6. In the author’s opinion, it has been discussed above that the income tax act is divided in chapters and then into sections, and if a particular income/ sum is not covered by a particular chapter then the same cannot be governed by any section given in that chapter. The section 198 cannot be considered as charging section because chargeability of an income is decided by chapter IV and procedure of assessment has been given in chapter XIV of income tax act. Moreover, the chapter XVII explains the way of “Collection & Recovery- Deductions at Source’ and it can never be given a power of chargeability of a particular sum.

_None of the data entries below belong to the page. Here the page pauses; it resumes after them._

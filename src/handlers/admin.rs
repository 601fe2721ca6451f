// src/handlers/admin.rs

use axum::{
    extract::{Path, Query, State},
    http::StatusCode,
    response::IntoResponse,
    Json,
};
use rust_decimal::Decimal;
use serde::Deserialize;
use utoipa::{IntoParams, ToSchema};

use crate::{
    common::error::AppError,
    config::AppState,
    middleware::actor::Actor,
    models::rows::{AdminTransaction, TransactionPage},
    services::{
        admin_service::{ListQuery, TransactionPatch},
        AdminService,
    },
};

// Rotas administrativas: leitura paginada e mutação guardada de transações.
// A autorização (bearer/x-admin-key) fica no middleware admin_guard; aqui só
// chega requisição autorizada.

fn admin_service(app_state: &AppState) -> Result<&AdminService, AppError> {
    app_state
        .admin_service
        .as_ref()
        .ok_or(AppError::ServiceUnconfigured("storage"))
}

fn required_workspace(workspace_id: &Option<String>) -> Result<&str, AppError> {
    workspace_id
        .as_deref()
        .map(str::trim)
        .filter(|key| !key.is_empty())
        .ok_or_else(|| AppError::validation("workspaceId é obrigatório."))
}

#[derive(Debug, Deserialize, IntoParams)]
#[serde(rename_all = "camelCase")]
pub struct ListParams {
    #[param(example = "meu-workspace")]
    pub workspace_id: Option<String>,

    #[param(example = "2025-03")]
    pub month: Option<String>,

    #[param(example = "expense")]
    pub kind: Option<String>,

    pub category_id: Option<String>,
    pub card_id: Option<String>,

    #[param(example = "pending")]
    pub status: Option<String>,

    // Texto livre sobre descrição e pessoa
    pub q: Option<String>,

    #[param(example = 50)]
    pub limit: Option<i64>,

    // Offset numérico opaco; ausente = início
    pub cursor: Option<i64>,
}

// GET /api/admin/transactions
#[utoipa::path(
    get,
    path = "/api/admin/transactions",
    tag = "Admin",
    params(ListParams),
    responses(
        (status = 200, description = "Página de transações com flags derivadas", body = TransactionPage),
        (status = 400, description = "Parâmetros inválidos"),
        (status = 401, description = "Credencial administrativa inválida"),
        (status = 503, description = "Storage ou segredo administrativo não configurado")
    ),
    security(("admin_secret" = []))
)]
pub async fn list_transactions(
    State(app_state): State<AppState>,
    Query(params): Query<ListParams>,
) -> Result<impl IntoResponse, AppError> {
    let workspace_key = required_workspace(&params.workspace_id)?;
    let page = admin_service(&app_state)?
        .list_transactions(
            workspace_key,
            ListQuery {
                month: params.month,
                kind: params.kind,
                status: params.status,
                category_id: params.category_id,
                card_id: params.card_id,
                q: params.q,
                limit: params.limit,
                cursor: params.cursor,
            },
        )
        .await?;
    Ok((StatusCode::OK, Json(page)))
}

#[derive(Debug, Deserialize, IntoParams)]
#[serde(rename_all = "camelCase")]
pub struct WorkspaceParam {
    #[param(example = "meu-workspace")]
    pub workspace_id: Option<String>,
}

// Campos mutáveis de uma transação; só os presentes são aplicados.
#[derive(Debug, Deserialize, ToSchema)]
#[serde(rename_all = "camelCase")]
pub struct UpdateTransactionPayload {
    #[schema(example = "150.00")]
    pub amount: Option<Decimal>,

    #[schema(example = "2025-03-14")]
    pub date: Option<String>,

    #[schema(example = "2025-03")]
    pub competence_month: Option<String>,

    #[schema(example = "paid")]
    pub status: Option<String>,

    pub description: Option<String>,
    pub person_id: Option<String>,
    pub category_id: Option<String>,
    pub card_id: Option<String>,
}

// PATCH /api/admin/transactions/{id}
#[utoipa::path(
    patch,
    path = "/api/admin/transactions/{id}",
    tag = "Admin",
    request_body = UpdateTransactionPayload,
    params(
        ("id" = String, Path, description = "ID da transação (local ou substituto)"),
        WorkspaceParam,
        ("x-device-id" = String, Header, description = "Dispositivo do ator")
    ),
    responses(
        (status = 200, description = "Linha após a atualização", body = AdminTransaction),
        (status = 400, description = "Patch vazio ou campo inválido"),
        (status = 401, description = "Credencial administrativa inválida"),
        (status = 404, description = "Transação não encontrada"),
        (status = 503, description = "Storage ou segredo administrativo não configurado")
    ),
    security(("admin_secret" = []))
)]
pub async fn update_transaction(
    State(app_state): State<AppState>,
    actor: Actor,
    Path(id): Path<String>,
    Query(params): Query<WorkspaceParam>,
    Json(payload): Json<UpdateTransactionPayload>,
) -> Result<impl IntoResponse, AppError> {
    let workspace_key = required_workspace(&params.workspace_id)?;
    let patch = TransactionPatch {
        amount: payload.amount,
        date: payload.date,
        competence_month: payload.competence_month,
        status: payload.status,
        description: payload.description,
        person_id: payload.person_id,
        category_id: payload.category_id,
        card_id: payload.card_id,
    };
    let row = admin_service(&app_state)?
        .patch_transaction(workspace_key, &id, patch, &actor)
        .await?;
    Ok((StatusCode::OK, Json(AdminTransaction::from(row))))
}

// DELETE /api/admin/transactions/{id}
#[utoipa::path(
    delete,
    path = "/api/admin/transactions/{id}",
    tag = "Admin",
    params(
        ("id" = String, Path, description = "ID da transação (local ou substituto)"),
        WorkspaceParam,
        ("x-device-id" = String, Header, description = "Dispositivo do ator")
    ),
    responses(
        (status = 200, description = "Linha com o timestamp de deleção", body = AdminTransaction),
        (status = 401, description = "Credencial administrativa inválida"),
        (status = 404, description = "Transação não encontrada"),
        (status = 503, description = "Storage ou segredo administrativo não configurado")
    ),
    security(("admin_secret" = []))
)]
pub async fn delete_transaction(
    State(app_state): State<AppState>,
    actor: Actor,
    Path(id): Path<String>,
    Query(params): Query<WorkspaceParam>,
) -> Result<impl IntoResponse, AppError> {
    let workspace_key = required_workspace(&params.workspace_id)?;
    let row = admin_service(&app_state)?
        .delete_transaction(workspace_key, &id, &actor)
        .await?;
    Ok((StatusCode::OK, Json(AdminTransaction::from(row))))
}

// POST /api/admin/transactions/{id}/restore
#[utoipa::path(
    post,
    path = "/api/admin/transactions/{id}/restore",
    tag = "Admin",
    params(
        ("id" = String, Path, description = "ID da transação (local ou substituto)"),
        WorkspaceParam,
        ("x-device-id" = String, Header, description = "Dispositivo do ator")
    ),
    responses(
        (status = 200, description = "Linha com o marcador de deleção limpo", body = AdminTransaction),
        (status = 401, description = "Credencial administrativa inválida"),
        (status = 404, description = "Transação não encontrada"),
        (status = 503, description = "Storage ou segredo administrativo não configurado")
    ),
    security(("admin_secret" = []))
)]
pub async fn restore_transaction(
    State(app_state): State<AppState>,
    actor: Actor,
    Path(id): Path<String>,
    Query(params): Query<WorkspaceParam>,
) -> Result<impl IntoResponse, AppError> {
    let workspace_key = required_workspace(&params.workspace_id)?;
    let row = admin_service(&app_state)?
        .restore_transaction(workspace_key, &id, &actor)
        .await?;
    Ok((StatusCode::OK, Json(AdminTransaction::from(row))))
}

7. With the views explained above the income can not be treated as deemed to be received in the year TDS has been deducted because deeming fiction has been inserted regarding deemed received of the income only and not about the year in which the same shall be done and accordingly the same shall be offered for taxation with the principle/ gross income on which this TDS has been deducted.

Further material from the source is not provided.